Diabetes modulates ethanol-induced increase in serotonin release from rat hippocampus: an in vivo microdialysis study.

We examined whether diabetes mellitus (DM) affects the acute ethanol (EtOH)-induced increase in serotonin (5-HT) release from the rat hippocampus, and compared the findings with those obtained from non-DM rats. Hippocampal 5-HT was measured by using in vivo microdialysis. Rats were rendered diabetic by an injection of streptozotocin (STZ). EtOH (0.5, 1.0, or 2.0 g/kg) was intraperitoneally administered or EtOH (25, 50, 100, or 200 mM) was given by intracerebral infusion. EtOH enhanced the extracellular 5-HT levels in both non-DM and DM rats in a dose-dependent manner, especially in non-DM rats, irrespective of administration route. Among three kinds of alcohols tested at same concentration (100 mM), methanol was the most effective in increasing extracellular 5-HT levels of non-DM rats; then, in descending order, EtOH and isopropanol. However, no such tendency was observed in DM rats.
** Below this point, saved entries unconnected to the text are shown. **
//! AXI DMA engine in direct-register (simple) mode
//!
//! Uploads run on the MM2S channel (memory to stream), downloads on the
//! S2MM channel (stream to memory). A transfer is programmed as run/stop,
//! address, then length; writing the length starts it. Completion is
//! detected by polling the channel status register for its idle bit.

use super::{TransferBackend, TransferDirection};
use crate::error::{Error, Result};
use crate::memory::Memory;
use crate::platform::{DeviceMemory, RegisterBus};
use crate::types::{DeviceStatus, SyncType};
use parking_lot::Mutex;
use std::fmt;
use std::sync::Arc;

/// Size of the engine's register window
pub const DMA_REGISTER_WINDOW: u64 = 0x1_0000;

/// Register map, offsets from the engine base
pub mod regs {
    /// MM2S channel block
    pub const MM2S_DMACR: u64 = 0x00;
    /// S2MM channel block
    pub const S2MM_DMACR: u64 = 0x30;

    // Offsets inside a channel block
    pub const DMACR: u64 = 0x00;
    pub const DMASR: u64 = 0x04;
    /// MM2S_SA or S2MM_DA
    pub const ADDR: u64 = 0x18;
    /// MM2S_SA_MSB or S2MM_DA_MSB
    pub const ADDR_MSB: u64 = 0x1C;
    pub const LENGTH: u64 = 0x28;

    pub const DMACR_RS: u32 = 1 << 0;
    pub const DMACR_RESET: u32 = 1 << 2;

    pub const DMASR_HALTED: u32 = 1 << 0;
    pub const DMASR_IDLE: u32 = 1 << 1;
    pub const DMASR_INT_ERR: u32 = 1 << 4;
    pub const DMASR_SLV_ERR: u32 = 1 << 5;
    pub const DMASR_DEC_ERR: u32 = 1 << 6;
    pub const DMASR_IOC: u32 = 1 << 12;
    pub const DMASR_DLY: u32 = 1 << 13;
    pub const DMASR_ERR_IRQ: u32 = 1 << 14;

    pub const DMASR_ERRORS: u32 = DMASR_INT_ERR | DMASR_SLV_ERR | DMASR_DEC_ERR;
    /// Write-one-to-clear interrupt bits
    pub const DMASR_W1C: u32 = DMASR_IOC | DMASR_DLY | DMASR_ERR_IRQ;

    /// Widest length the engine accepts (26-bit buffer length register)
    pub const MAX_LENGTH: usize = (1 << 26) - 1;
}

/// One direction of the engine
#[derive(Debug, Clone, Copy, PartialEq, Eq, Hash)]
pub enum DmaChannel {
    /// Memory-mapped to stream (uploads)
    Mm2s,
    /// Stream to memory-mapped (downloads)
    S2mm,
}

impl DmaChannel {
    fn block(self) -> u64 {
        match self {
            Self::Mm2s => regs::MM2S_DMACR,
            Self::S2mm => regs::S2MM_DMACR,
        }
    }
}

impl fmt::Display for DmaChannel {
    fn fmt(&self, f: &mut fmt::Formatter<'_>) -> fmt::Result {
        match self {
            Self::Mm2s => f.write_str("mm2s"),
            Self::S2mm => f.write_str("s2mm"),
        }
    }
}

#[derive(Debug, Default)]
struct ChannelState {
    /// Set once a transfer has been issued; before that the idle bit is
    /// not meaningful
    used: bool,
}

/// Data mover on an AXI DMA engine
pub struct DmaDataMover {
    bus: Arc<dyn RegisterBus>,
    /// Held around every register access, shared with accelerators opened
    /// on the same window
    window_lock: Arc<Mutex<()>>,
    memory: Arc<dyn DeviceMemory>,
    mm2s: Mutex<ChannelState>,
    s2mm: Mutex<ChannelState>,
    /// Maximum status polls per transfer, unbounded when `None`
    poll_budget: Option<u64>,
}

impl DmaDataMover {
    /// Drive the engine mapped at `bus`, moving buffers of `memory`
    pub fn new(bus: Arc<dyn RegisterBus>, memory: Arc<dyn DeviceMemory>, poll_budget: Option<u64>) -> Self {
        Self {
            bus,
            window_lock: Arc::new(Mutex::new(())),
            memory,
            mm2s: Mutex::new(ChannelState::default()),
            s2mm: Mutex::new(ChannelState::default()),
            poll_budget,
        }
    }

    /// Serialise register access with other users of the window
    pub fn with_window_lock(mut self, lock: Arc<Mutex<()>>) -> Self {
        self.window_lock = lock;
        self
    }

    pub fn poll_budget(&self) -> Option<u64> {
        self.poll_budget
    }

    fn channel(&self, channel: DmaChannel) -> &Mutex<ChannelState> {
        match channel {
            DmaChannel::Mm2s => &self.mm2s,
            DmaChannel::S2mm => &self.s2mm,
        }
    }

    fn read_reg(&self, channel: DmaChannel, offset: u64) -> Result<u32> {
        let mut word = [0u8; 4];
        let _guard = self.window_lock.lock();
        self.bus.read(channel.block() + offset, &mut word)?;
        Ok(u32::from_le_bytes(word))
    }

    fn write_reg(&self, channel: DmaChannel, offset: u64, value: u32) -> Result<()> {
        let _guard = self.window_lock.lock();
        self.bus.write(channel.block() + offset, &value.to_le_bytes())
    }

    /// Program one transfer and wait for it
    ///
    /// `prepare` runs once the channel is known to be free, before the
    /// first register write.
    fn run(&self, channel: DmaChannel, address: u64, size: usize, prepare: impl FnOnce() -> Result<()>) -> Result<()> {
        let Some(mut state) = self.channel(channel).try_lock() else {
            tracing::debug!(channel = %channel, "dma_channel_busy");
            return Err(Error::busy(format!("dma {channel} channel is in use")));
        };

        if state.used && self.read_reg(channel, regs::DMASR)? & regs::DMASR_IDLE == 0 {
            tracing::debug!(channel = %channel, "dma_channel_not_idle");
            return Err(Error::busy(format!("dma {channel} channel has a transfer in flight")));
        }
        prepare()?;

        self.write_reg(channel, regs::DMACR, regs::DMACR_RS)?;
        self.write_reg(channel, regs::ADDR, address as u32)?;
        self.write_reg(channel, regs::ADDR_MSB, (address >> 32) as u32)?;
        self.write_reg(channel, regs::LENGTH, size as u32)?;
        state.used = true;

        let mut polls = 0u64;
        loop {
            let status = self.read_reg(channel, regs::DMASR)?;
            if status & regs::DMASR_ERRORS != 0 {
                tracing::warn!(channel = %channel, status = status, "dma_transfer_error");
                // Error bits only clear on a channel reset
                if let Err(e) = self.write_reg(channel, regs::DMACR, regs::DMACR_RESET) {
                    tracing::warn!(channel = %channel, error = %e, "dma_reset_failed");
                }
                state.used = false;
                return Err(Error::io(format!("dma {channel} reported error status {status:#x}")));
            }
            if status & regs::DMASR_IDLE != 0 {
                break;
            }
            polls += 1;
            if self.poll_budget.is_some_and(|budget| polls >= budget) {
                return Err(Error::io(format!("dma {channel} did not complete within {polls} polls")));
            }
            std::hint::spin_loop();
        }

        self.write_reg(channel, regs::DMASR, regs::DMASR_IOC)
    }
}

impl TransferBackend for DmaDataMover {
    fn name(&self) -> &'static str {
        "dma"
    }

    fn device_memory(&self) -> Arc<dyn DeviceMemory> {
        Arc::clone(&self.memory)
    }

    fn transfer(&self, direction: TransferDirection, memory: &Memory, size: usize, offset: usize) -> Result<()> {
        if size > regs::MAX_LENGTH {
            return Err(Error::invalid(format!(
                "transfer of {size} bytes exceeds the engine limit of {} bytes",
                regs::MAX_LENGTH
            )));
        }
        // The block stays allocated until the engine is done with it
        let pinned = memory.pin()?;
        let address = pinned.device_address().raw() + offset as u64;

        match direction {
            TransferDirection::Upload => self.run(DmaChannel::Mm2s, address, size, || {
                pinned.sync(SyncType::HostToDevice, size, offset)
            }),
            TransferDirection::Download => {
                self.run(DmaChannel::S2mm, address, size, || Ok(()))?;
                pinned.sync(SyncType::DeviceToHost, size, offset)
            }
        }
    }

    fn status(&self) -> DeviceStatus {
        let mut running = false;
        for channel in [DmaChannel::Mm2s, DmaChannel::S2mm] {
            let used = self.channel(channel).try_lock().map_or(true, |state| state.used);
            match self.read_reg(channel, regs::DMASR) {
                Ok(status) if status & regs::DMASR_ERRORS != 0 => return DeviceStatus::Error,
                Ok(status) => running |= used && status & regs::DMASR_IDLE == 0,
                Err(_) => return DeviceStatus::Error,
            }
        }
        if running {
            DeviceStatus::Running
        } else {
            DeviceStatus::Idle
        }
    }
}
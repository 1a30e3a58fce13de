//! Execution stream: the worker that drains a graph
//!
//! A stream attaches to one [`ExecutionGraph`] and, once started, issues its
//! ready nodes on a dedicated thread, one node at a time, lowest id first.
//! The graph lock is released while the node's transport call runs, so
//! callers can keep adding nodes while the stream is running.
//!
//! ```text
//!          start / sync
//!   Idle ───────────────► Running ──┬──► Completed
//!    ▲                              └──► Failed
//!    └────────────── reset ◄──────────────┘
//! ```

use super::dag::GraphState;
use super::node::NodeId;
use super::ExecutionGraph;
use crate::config::StreamParameters;
use crate::error::{Error, Result};
use crate::status::Status;
use parking_lot::Mutex;
use std::fmt;
use std::thread::JoinHandle;

/// Lifecycle of a stream
#[derive(Debug, Clone, Copy, PartialEq, Eq, Hash)]
pub enum StreamState {
    Idle,
    Running,
    /// Every node completed
    Completed,
    /// At least one node failed or the stream was aborted
    Failed,
}

impl StreamState {
    pub fn is_terminal(self) -> bool {
        matches!(self, Self::Completed | Self::Failed)
    }
}

/// Runnable instance of an execution graph
pub struct ExecutionStream {
    graph: ExecutionGraph,
    parameters: StreamParameters,
    worker: Mutex<Option<JoinHandle<()>>>,
}

impl ExecutionStream {
    /// Attach a new stream to `graph`
    ///
    /// Fails with [`Error::ResourceBusy`] if another stream is attached.
    pub fn new(graph: ExecutionGraph, parameters: StreamParameters) -> Result<Self> {
        let start = std::time::Instant::now();

        {
            let mut state = graph.lock();
            if state.attached {
                return Err(Error::busy("graph already has an attached stream"));
            }
            state.attached = true;
        }

        let duration_us = start.elapsed().as_micros() as u64;
        tracing::debug!(duration_us = duration_us, stream = %parameters.name, "stream_created");

        Ok(Self {
            graph,
            parameters,
            worker: Mutex::new(None),
        })
    }

    /// The graph this stream drains
    pub fn graph(&self) -> &ExecutionGraph {
        &self.graph
    }

    pub fn name(&self) -> &str {
        &self.parameters.name
    }

    pub fn state(&self) -> StreamState {
        self.graph.lock().stream_state
    }

    pub fn is_running(&self) -> bool {
        self.state() == StreamState::Running
    }

    /// Most recent failure reported by an issued node
    pub fn last_error(&self) -> Option<Error> {
        self.graph.lock().last_error.clone()
    }

    /// Start draining the graph in the background
    #[tracing::instrument(skip(self), fields(stream = %self.parameters.name))]
    pub fn start(&self) -> Result<()> {
        let mut state = self.graph.lock();
        match state.stream_state {
            StreamState::Idle => {}
            StreamState::Running => return Err(Error::busy("stream is already running")),
            StreamState::Completed | StreamState::Failed => {
                return Err(Error::execution("stream has finished; reset it before starting again"))
            }
        }
        state.stream_state = StreamState::Running;
        drop(state);

        let graph = self.graph.clone();
        let name = self.parameters.name.clone();
        let spawned = std::thread::Builder::new()
            .name(format!("rynq-{}", name.replace('\0', "")))
            .spawn(move || drain(graph, name));

        match spawned {
            Ok(handle) => {
                *self.worker.lock() = Some(handle);
                Ok(())
            }
            Err(e) => {
                self.graph.lock().stream_state = StreamState::Idle;
                Err(Error::execution(format!("cannot spawn stream worker: {e}")))
            }
        }
    }

    /// Run the graph to completion and return the aggregate status
    ///
    /// Starts the stream if it is idle. The aggregate is `Ok` (with the
    /// number of issued nodes as `retval`) only if every node completed;
    /// otherwise it is the first failure in issuance order.
    pub fn sync(&self) -> Status {
        if let Err(e) = self.start_if_idle() {
            return Status::failed(e);
        }

        let status = {
            let mut state = self.graph.lock();
            while !state.stream_state.is_terminal() {
                self.graph.shared.changed.wait(&mut state);
            }
            aggregate(&state)
        };
        self.join_worker();
        status
    }

    /// Block until node `id` is terminal and return its status
    pub fn sync_node(&self, id: NodeId) -> Status {
        if let Err(e) = self.start_if_idle() {
            return Status::failed(e);
        }

        let mut state = self.graph.lock();
        loop {
            let Some(node) = state.nodes.get(id.index()) else {
                return Status::failed(Error::UnknownNode(id));
            };
            if node.state.is_terminal() {
                return node.status.clone().unwrap_or_default();
            }
            if state.stream_state.is_terminal() {
                return Status::failed(Error::execution(format!("node {id} was never issued")));
            }
            self.graph.shared.changed.wait(&mut state);
        }
    }

    /// Fail every node that has not been issued yet
    ///
    /// A node already handed to the transport runs to completion.
    pub fn abort(&self) {
        let mut state = self.graph.lock();
        match state.stream_state {
            StreamState::Running => state.abort_requested = true,
            StreamState::Idle => {
                if state.abort_unissued() {
                    state.aborted = true;
                    state.stream_state = StreamState::Failed;
                }
            }
            StreamState::Completed | StreamState::Failed => {}
        }
        drop(state);
        tracing::debug!(stream = %self.parameters.name, "stream_abort_requested");
        self.graph.shared.changed.notify_all();
    }

    /// Return to `Idle` with an empty graph
    pub fn reset(&self) -> Result<()> {
        {
            let mut state = self.graph.lock();
            if state.stream_state == StreamState::Running {
                return Err(Error::busy("cannot reset a running stream"));
            }
            state.clear_nodes();
            reset_stream_side(&mut state);
        }
        self.join_worker();
        Ok(())
    }

    fn start_if_idle(&self) -> Result<()> {
        if self.state() == StreamState::Idle {
            match self.start() {
                // Raced with another caller that started it
                Err(Error::ResourceBusy(_)) => Ok(()),
                other => other,
            }
        } else {
            Ok(())
        }
    }

    fn join_worker(&self) {
        let handle = self.worker.lock().take();
        if let Some(handle) = handle {
            if handle.join().is_err() {
                tracing::warn!(stream = %self.parameters.name, "stream worker panicked");
            }
        }
    }
}

impl Drop for ExecutionStream {
    fn drop(&mut self) {
        {
            let mut state = self.graph.lock();
            if state.stream_state == StreamState::Running {
                state.abort_requested = true;
            }
        }
        self.graph.shared.changed.notify_all();
        self.join_worker();

        let mut state = self.graph.lock();
        reset_stream_side(&mut state);
        state.attached = false;
    }
}

impl fmt::Debug for ExecutionStream {
    fn fmt(&self, f: &mut fmt::Formatter<'_>) -> fmt::Result {
        f.debug_struct("ExecutionStream")
            .field("name", &self.parameters.name)
            .field("state", &self.state())
            .finish()
    }
}

fn reset_stream_side(state: &mut GraphState) {
    state.stream_state = StreamState::Idle;
    state.abort_requested = false;
    state.aborted = false;
    state.first_failure = None;
    state.last_error = None;
}

fn aggregate(state: &GraphState) -> Status {
    match state.stream_state {
        StreamState::Completed => Status::ok_with(state.issue_order.len() as i64),
        _ => state
            .first_failure
            .clone()
            .unwrap_or_else(|| Status::failed(Error::execution("stream aborted"))),
    }
}

/// Worker loop: issue ready nodes until none are left
fn drain(graph: ExecutionGraph, name: String) {
    let start = std::time::Instant::now();

    loop {
        let mut state = graph.lock();
        if state.abort_requested && state.abort_unissued() {
            state.aborted = true;
        }

        let Some((id, operation)) = state.issue_next() else {
            state.stream_state = if state.first_failure.is_some() || state.aborted {
                StreamState::Failed
            } else {
                StreamState::Completed
            };
            state.abort_requested = false;

            let duration_us = start.elapsed().as_micros() as u64;
            tracing::debug!(
                duration_us = duration_us,
                stream = %name,
                issued = state.issue_order.len(),
                state = ?state.stream_state,
                "stream_drained"
            );
            drop(state);
            graph.shared.changed.notify_all();
            return;
        };
        drop(state);

        tracing::trace!(stream = %name, node = %id, kind = operation.kind(), "node_issued");
        let status = Status::from(operation.execute());
        match status.error() {
            Some(err) => tracing::warn!(stream = %name, node = %id, error = %err, "node_failed"),
            None => tracing::trace!(stream = %name, node = %id, "node_completed"),
        }

        graph.lock().retire(id, status);
        graph.shared.changed.notify_all();
    }
}
//! Register access through both platforms

mod common;

use common::{mmio_platform, SpyBus, ACCEL_BASE};
use rynq::platform::{SimulatedMapper, SimulatedMemory, SimulatedRuntime};
use rynq::{
    Accelerator, AcceleratorParameters, DeviceStatus, Error, ExecutionGraph, ExecutionStream, Hardware,
    HardwareParameters, StartMode, StreamParameters, VendorPlatform,
};
use std::sync::Arc;
use std::time::Duration;

fn spy_platform(bus: Arc<SpyBus>) -> rynq::MmioPlatform {
    let mapper = Arc::new(SimulatedMapper::new());
    mapper.insert(ACCEL_BASE, bus);
    mmio_platform(mapper, Arc::new(SimulatedMemory::new()))
}

fn vendor_platform() -> VendorPlatform<SimulatedRuntime> {
    let runtime = Arc::new(SimulatedRuntime::new("u250").with_kernel("vadd").with_kernel("vmul"));
    let params = HardwareParameters::Vendor {
        xclbin: "kernels.xclbin".to_string(),
        device_index: 0,
    };
    VendorPlatform::new(&params, runtime).unwrap()
}

#[test]
fn test_write_then_read_on_embedded_platform() {
    common::init_tracing();
    let bus = Arc::new(SpyBus::new(0x1_0000));
    let platform = spy_platform(bus.clone());
    let accel = platform.accelerator(&AcceleratorParameters::mmio(ACCEL_BASE)).unwrap();

    accel.write_value(0x10, 0xABu32).unwrap();
    assert_eq!(accel.read_value::<u32>(0x10).unwrap(), 0xAB);
    assert_eq!(bus.peek(0x10, 4), vec![0xAB, 0, 0, 0]);
}

#[test]
fn test_write_then_read_on_vendor_platform() {
    common::init_tracing();
    let platform = vendor_platform();
    let vadd = platform.accelerator(&AcceleratorParameters::vendor("vadd")).unwrap();
    let vmul = platform.accelerator(&AcceleratorParameters::vendor("vmul")).unwrap();

    vadd.write_value(0x10, 0xABu32).unwrap();
    assert_eq!(vadd.read_value::<u32>(0x10).unwrap(), 0xAB);
    // Kernels have separate register spaces
    assert_eq!(vmul.read_value::<u32>(0x10).unwrap(), 0);
}

#[test]
fn test_unknown_kernel_is_member_absent() {
    let platform = vendor_platform();
    let err = platform.accelerator(&AcceleratorParameters::vendor("fft")).unwrap_err();
    assert!(matches!(err, Error::MemberAbsent(_)));
}

#[test]
fn test_misaligned_access_never_reaches_the_bus() {
    let bus = Arc::new(SpyBus::new(0x100));
    let accel = Accelerator::from_bus(bus.clone());

    let err = accel.write_register(0x11, &[1, 2, 3, 4]).unwrap_err();
    assert_eq!(err, Error::RegisterNotAligned { address: 0x11, width: 4 });
    let mut buf = [0u8; 4];
    assert!(matches!(
        accel.read_register(0x02, &mut buf),
        Err(Error::RegisterNotAligned { .. })
    ));

    let graph = ExecutionGraph::new();
    assert!(accel.enqueue_write(&graph, 0x03, &[0], &[]).is_err());
    assert!(graph.is_empty());
    assert_eq!(bus.calls(), 0);
}

#[test]
fn test_out_of_window_access_never_reaches_the_bus() {
    let bus = Arc::new(SpyBus::new(0x100));
    let accel = Accelerator::from_bus(bus.clone());

    let err = accel.write_register(0xFC, &[0; 8]).unwrap_err();
    assert_eq!(
        err,
        Error::RegisterOutOfBounds {
            address: 0xFC,
            size: 8,
            space: 0x100
        }
    );
    assert!(accel.write_register(u64::MAX - 3, &[0; 4]).is_err());
    assert_eq!(bus.calls(), 0);

    // The last register of the window is still reachable
    accel.write_register(0xFC, &[0; 4]).unwrap();
    assert_eq!(bus.calls(), 1);
}

#[test]
fn test_wide_values_are_split_into_register_accesses() {
    let bus = Arc::new(SpyBus::new(0x100));
    let accel = Accelerator::from_bus(bus.clone());

    accel.write_value(0x20, 0x1122_3344_5566_7788u64).unwrap();
    assert_eq!(bus.calls(), 2);
    assert_eq!(accel.read_value::<u64>(0x20).unwrap(), 0x1122_3344_5566_7788);
}

#[test]
fn test_concurrent_accelerators_on_one_window_never_overlap() {
    common::init_tracing();
    let bus = Arc::new(SpyBus::with_hold(0x1_0000, Duration::from_micros(50)));
    let platform = spy_platform(bus.clone());

    let handles: Vec<_> = (0..4u64)
        .map(|t| {
            let accel = platform.accelerator(&AcceleratorParameters::mmio(ACCEL_BASE)).unwrap();
            std::thread::spawn(move || {
                for i in 0..25u64 {
                    let address = 0x100 * t + 4 * (i % 16);
                    accel.write_value(address, (t * 100 + i) as u32).unwrap();
                    let _ = accel.read_value::<u32>(address).unwrap();
                }
            })
        })
        .collect();
    for handle in handles {
        handle.join().unwrap();
    }

    assert_eq!(bus.calls(), 4 * 25 * 2);
    assert_eq!(bus.overlaps(), 0);
    assert_eq!(bus.max_in_flight(), 1);
}

#[test]
fn test_scheduled_write_then_read() {
    common::init_tracing();
    let bus = Arc::new(SpyBus::new(0x1_0000));
    let platform = spy_platform(bus);
    let accel = platform.accelerator(&AcceleratorParameters::mmio(ACCEL_BASE)).unwrap();
    let stream = platform.execution_stream("registers").unwrap();

    let write = accel
        .enqueue_write(stream.graph(), 0x10, &0xABu32.to_le_bytes(), &[])
        .unwrap();
    let (read, value) = accel.enqueue_read(stream.graph(), 0x10, 4, &[write]).unwrap();

    let status = stream.sync();
    assert!(status.is_ok(), "{}", status.message());
    assert_eq!(status.retval(), 2);
    assert_eq!(value.value::<u32>().unwrap(), 0xAB);
    assert_eq!(stream.graph().issue_order(), vec![write, read]);
}

#[test]
fn test_start_and_status_follow_the_control_register() {
    let bus = Arc::new(SpyBus::new(0x100));
    let accel = Accelerator::from_bus(bus.clone());

    assert_eq!(accel.status(), DeviceStatus::Unknown);
    accel.write_value(0, 0x04u32).unwrap();
    assert_eq!(accel.status(), DeviceStatus::Idle);
    accel.start(StartMode::Once).unwrap();
    assert_eq!(bus.peek(0, 4), vec![0x01, 0, 0, 0]);
    assert_eq!(accel.status(), DeviceStatus::Running);
    accel.start(StartMode::Continuous).unwrap();
    assert_eq!(bus.peek(0, 4), vec![0x81, 0, 0, 0]);
    accel.stop().unwrap();
    assert_eq!(bus.peek(0, 4), vec![0, 0, 0, 0]);
}

#[test]
fn test_second_stream_on_same_graph_is_busy() {
    let graph = ExecutionGraph::new();
    let first = ExecutionStream::new(graph.clone(), StreamParameters::named("first")).unwrap();
    let err = ExecutionStream::new(graph.clone(), StreamParameters::named("second")).unwrap_err();
    assert!(matches!(err, Error::ResourceBusy(_)));
    drop(first);
    assert!(ExecutionStream::new(graph, StreamParameters::named("second")).is_ok());
}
Experiments using various antagonists and agonists of 5-HT receptors showed that the functions of 5-HT(1B), 5-HT(2), 5-HT(3), and/or 5-HT(4) receptors in the hippocampus of DM rats differ from those in non-DM rats, suggesting that DM induces dysfunction of central neurotransmitter systems including 5-HT receptors. Acetaldehyde (100 mM), a major metabolite of EtOH, also significantly increased 5-HT release in both non-DM and DM rats. Based on the results that EtOH could increase the 5-HT in non-DM rats than in DM rats while acetaldehyde worked on both rats, it is more likely that alcohol dehydrogenase 1B activity was decreased in DM rats. The present study is the first, to our knowledge, to show that DM modulated the EtOH-induced 5-HT release from the hippocampus in type-1 diabetic rats.